/---

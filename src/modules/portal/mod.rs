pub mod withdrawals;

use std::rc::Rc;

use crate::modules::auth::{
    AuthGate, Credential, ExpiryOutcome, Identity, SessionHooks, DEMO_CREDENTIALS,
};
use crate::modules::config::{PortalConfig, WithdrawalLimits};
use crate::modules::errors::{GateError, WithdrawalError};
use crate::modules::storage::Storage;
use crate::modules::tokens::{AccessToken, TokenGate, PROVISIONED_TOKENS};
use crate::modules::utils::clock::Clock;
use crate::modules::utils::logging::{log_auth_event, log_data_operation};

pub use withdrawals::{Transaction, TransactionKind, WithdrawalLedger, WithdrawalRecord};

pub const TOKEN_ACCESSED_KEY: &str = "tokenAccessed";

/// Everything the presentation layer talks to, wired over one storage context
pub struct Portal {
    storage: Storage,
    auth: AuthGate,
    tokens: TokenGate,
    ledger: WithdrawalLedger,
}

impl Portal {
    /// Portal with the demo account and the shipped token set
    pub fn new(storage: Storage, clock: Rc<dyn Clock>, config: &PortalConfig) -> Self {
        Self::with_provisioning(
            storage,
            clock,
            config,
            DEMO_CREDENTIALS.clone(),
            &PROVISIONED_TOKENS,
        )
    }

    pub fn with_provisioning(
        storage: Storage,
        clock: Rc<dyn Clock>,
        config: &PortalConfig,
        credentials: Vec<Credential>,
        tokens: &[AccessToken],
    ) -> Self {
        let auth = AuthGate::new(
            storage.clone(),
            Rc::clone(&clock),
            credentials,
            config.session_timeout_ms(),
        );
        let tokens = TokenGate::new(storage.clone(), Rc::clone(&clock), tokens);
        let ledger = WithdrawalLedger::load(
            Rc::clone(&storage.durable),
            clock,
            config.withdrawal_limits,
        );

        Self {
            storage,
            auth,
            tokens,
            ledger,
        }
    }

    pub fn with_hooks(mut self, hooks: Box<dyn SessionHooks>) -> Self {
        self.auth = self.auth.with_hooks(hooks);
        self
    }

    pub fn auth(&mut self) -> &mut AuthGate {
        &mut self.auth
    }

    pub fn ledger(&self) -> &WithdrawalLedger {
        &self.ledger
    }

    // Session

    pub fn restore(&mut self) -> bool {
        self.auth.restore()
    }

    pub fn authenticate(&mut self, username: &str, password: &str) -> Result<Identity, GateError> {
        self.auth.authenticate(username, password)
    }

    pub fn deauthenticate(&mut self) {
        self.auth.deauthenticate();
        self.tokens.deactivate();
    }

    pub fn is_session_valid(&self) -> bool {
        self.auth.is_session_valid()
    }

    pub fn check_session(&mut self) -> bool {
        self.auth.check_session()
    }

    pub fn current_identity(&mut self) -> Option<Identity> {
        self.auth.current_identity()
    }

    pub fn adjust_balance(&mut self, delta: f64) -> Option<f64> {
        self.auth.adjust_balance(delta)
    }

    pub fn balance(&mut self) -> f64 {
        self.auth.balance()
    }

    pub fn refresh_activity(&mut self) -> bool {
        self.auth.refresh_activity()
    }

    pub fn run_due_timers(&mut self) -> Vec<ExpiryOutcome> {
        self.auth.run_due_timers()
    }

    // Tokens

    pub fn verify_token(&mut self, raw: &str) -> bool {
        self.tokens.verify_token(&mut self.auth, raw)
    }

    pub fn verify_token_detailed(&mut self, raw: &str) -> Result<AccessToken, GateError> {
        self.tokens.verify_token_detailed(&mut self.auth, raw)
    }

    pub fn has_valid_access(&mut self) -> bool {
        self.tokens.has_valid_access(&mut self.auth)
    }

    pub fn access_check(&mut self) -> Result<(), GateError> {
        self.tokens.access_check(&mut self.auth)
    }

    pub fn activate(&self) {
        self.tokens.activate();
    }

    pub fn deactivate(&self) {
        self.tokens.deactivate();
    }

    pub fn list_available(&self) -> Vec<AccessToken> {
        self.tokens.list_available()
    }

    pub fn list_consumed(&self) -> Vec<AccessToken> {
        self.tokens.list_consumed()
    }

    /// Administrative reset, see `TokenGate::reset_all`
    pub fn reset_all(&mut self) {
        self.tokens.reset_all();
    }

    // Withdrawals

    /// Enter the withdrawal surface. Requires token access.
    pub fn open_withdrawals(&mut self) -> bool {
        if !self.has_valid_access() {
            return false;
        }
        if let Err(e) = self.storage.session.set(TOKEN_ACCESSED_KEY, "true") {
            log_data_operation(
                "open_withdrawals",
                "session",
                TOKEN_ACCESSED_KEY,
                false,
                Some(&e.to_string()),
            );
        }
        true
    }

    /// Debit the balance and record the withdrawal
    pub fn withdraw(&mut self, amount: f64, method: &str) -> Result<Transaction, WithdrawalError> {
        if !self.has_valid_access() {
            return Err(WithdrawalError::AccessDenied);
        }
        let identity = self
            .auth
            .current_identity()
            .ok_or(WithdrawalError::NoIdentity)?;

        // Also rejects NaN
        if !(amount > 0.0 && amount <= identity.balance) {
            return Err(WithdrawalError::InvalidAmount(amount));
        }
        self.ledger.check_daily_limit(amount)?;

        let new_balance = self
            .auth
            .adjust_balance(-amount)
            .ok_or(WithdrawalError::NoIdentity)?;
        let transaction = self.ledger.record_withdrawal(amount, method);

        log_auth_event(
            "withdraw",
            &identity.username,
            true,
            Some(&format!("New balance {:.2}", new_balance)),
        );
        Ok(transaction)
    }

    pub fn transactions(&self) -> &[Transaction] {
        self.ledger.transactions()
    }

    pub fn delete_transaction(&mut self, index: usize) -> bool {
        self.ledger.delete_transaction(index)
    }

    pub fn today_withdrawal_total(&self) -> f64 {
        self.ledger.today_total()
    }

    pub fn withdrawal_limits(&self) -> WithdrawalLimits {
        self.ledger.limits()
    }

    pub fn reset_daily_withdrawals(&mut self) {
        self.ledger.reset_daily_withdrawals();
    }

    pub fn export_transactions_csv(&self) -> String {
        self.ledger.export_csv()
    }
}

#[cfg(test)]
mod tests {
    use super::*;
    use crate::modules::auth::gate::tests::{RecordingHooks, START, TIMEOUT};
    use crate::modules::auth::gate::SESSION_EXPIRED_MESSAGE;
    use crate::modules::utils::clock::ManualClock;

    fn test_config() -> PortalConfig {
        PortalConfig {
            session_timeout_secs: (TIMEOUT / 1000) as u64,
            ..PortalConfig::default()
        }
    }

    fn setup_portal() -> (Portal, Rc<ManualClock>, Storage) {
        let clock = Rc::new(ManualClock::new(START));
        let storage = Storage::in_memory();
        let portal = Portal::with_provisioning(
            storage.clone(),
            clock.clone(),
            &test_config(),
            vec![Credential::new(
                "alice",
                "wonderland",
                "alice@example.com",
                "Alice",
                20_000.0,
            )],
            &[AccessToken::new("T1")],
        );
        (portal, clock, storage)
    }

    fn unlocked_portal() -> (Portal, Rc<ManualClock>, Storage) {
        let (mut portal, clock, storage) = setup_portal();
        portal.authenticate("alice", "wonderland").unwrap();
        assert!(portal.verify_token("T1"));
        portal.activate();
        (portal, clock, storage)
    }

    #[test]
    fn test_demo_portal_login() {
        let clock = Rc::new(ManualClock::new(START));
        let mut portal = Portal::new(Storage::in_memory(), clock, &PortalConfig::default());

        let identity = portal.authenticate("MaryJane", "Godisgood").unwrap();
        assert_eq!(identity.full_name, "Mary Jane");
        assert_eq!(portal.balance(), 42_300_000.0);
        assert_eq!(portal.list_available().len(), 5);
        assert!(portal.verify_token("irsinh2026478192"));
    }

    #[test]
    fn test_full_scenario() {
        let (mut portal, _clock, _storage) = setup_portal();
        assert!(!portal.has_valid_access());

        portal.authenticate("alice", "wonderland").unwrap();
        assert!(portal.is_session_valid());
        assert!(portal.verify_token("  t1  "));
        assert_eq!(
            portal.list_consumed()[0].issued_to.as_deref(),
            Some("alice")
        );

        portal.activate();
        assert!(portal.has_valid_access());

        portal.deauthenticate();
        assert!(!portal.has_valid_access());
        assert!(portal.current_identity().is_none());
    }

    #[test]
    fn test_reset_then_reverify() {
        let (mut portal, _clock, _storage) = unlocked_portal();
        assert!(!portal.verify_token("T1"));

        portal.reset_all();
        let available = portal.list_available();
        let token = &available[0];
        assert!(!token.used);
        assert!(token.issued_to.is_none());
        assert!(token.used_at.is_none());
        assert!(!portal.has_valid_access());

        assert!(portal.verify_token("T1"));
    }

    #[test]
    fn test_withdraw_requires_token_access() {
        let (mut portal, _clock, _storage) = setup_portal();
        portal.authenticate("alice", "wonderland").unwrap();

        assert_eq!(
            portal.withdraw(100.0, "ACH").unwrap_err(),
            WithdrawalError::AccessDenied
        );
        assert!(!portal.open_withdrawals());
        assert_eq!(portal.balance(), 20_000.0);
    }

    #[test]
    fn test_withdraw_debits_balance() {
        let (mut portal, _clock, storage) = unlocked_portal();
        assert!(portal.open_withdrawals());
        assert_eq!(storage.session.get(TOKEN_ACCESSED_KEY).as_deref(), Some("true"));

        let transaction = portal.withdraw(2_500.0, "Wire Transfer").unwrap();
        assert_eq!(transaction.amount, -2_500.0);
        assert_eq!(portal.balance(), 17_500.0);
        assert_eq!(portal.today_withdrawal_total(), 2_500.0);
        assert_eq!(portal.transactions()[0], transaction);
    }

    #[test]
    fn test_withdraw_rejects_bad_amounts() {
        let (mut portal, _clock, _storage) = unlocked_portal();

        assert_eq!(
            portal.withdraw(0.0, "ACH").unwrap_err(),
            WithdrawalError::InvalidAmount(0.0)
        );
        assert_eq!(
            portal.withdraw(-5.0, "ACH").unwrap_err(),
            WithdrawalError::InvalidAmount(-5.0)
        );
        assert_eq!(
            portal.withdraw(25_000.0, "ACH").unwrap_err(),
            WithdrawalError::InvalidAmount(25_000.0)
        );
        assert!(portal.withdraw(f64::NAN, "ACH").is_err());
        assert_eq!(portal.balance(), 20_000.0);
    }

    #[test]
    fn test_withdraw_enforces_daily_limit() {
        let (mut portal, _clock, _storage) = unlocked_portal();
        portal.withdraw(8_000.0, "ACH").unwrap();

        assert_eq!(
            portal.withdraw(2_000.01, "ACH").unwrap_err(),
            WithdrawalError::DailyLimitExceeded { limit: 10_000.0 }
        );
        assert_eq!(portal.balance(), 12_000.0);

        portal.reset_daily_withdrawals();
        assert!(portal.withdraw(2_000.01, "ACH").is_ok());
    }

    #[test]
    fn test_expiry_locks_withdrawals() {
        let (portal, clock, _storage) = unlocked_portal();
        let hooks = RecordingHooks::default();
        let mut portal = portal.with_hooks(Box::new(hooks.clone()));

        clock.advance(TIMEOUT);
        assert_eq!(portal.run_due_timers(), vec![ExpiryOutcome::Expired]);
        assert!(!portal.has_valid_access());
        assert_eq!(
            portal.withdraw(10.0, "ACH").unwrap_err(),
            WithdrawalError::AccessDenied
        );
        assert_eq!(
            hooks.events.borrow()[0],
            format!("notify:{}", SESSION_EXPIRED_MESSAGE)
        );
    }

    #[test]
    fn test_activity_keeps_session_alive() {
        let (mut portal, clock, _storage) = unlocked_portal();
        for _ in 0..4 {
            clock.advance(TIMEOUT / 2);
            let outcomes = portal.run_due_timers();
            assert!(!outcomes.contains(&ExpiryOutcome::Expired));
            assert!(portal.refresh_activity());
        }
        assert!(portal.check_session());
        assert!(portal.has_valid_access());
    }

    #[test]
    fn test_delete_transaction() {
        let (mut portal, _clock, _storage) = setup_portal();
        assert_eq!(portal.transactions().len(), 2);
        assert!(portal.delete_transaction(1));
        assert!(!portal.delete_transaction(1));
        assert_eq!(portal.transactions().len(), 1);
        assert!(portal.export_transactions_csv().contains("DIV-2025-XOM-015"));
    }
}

\---

Try it:
Among the lines above, return each one holding the string "restore".

Your solution:
    pub fn restore(&mut self) -> bool {
        self.auth.restore()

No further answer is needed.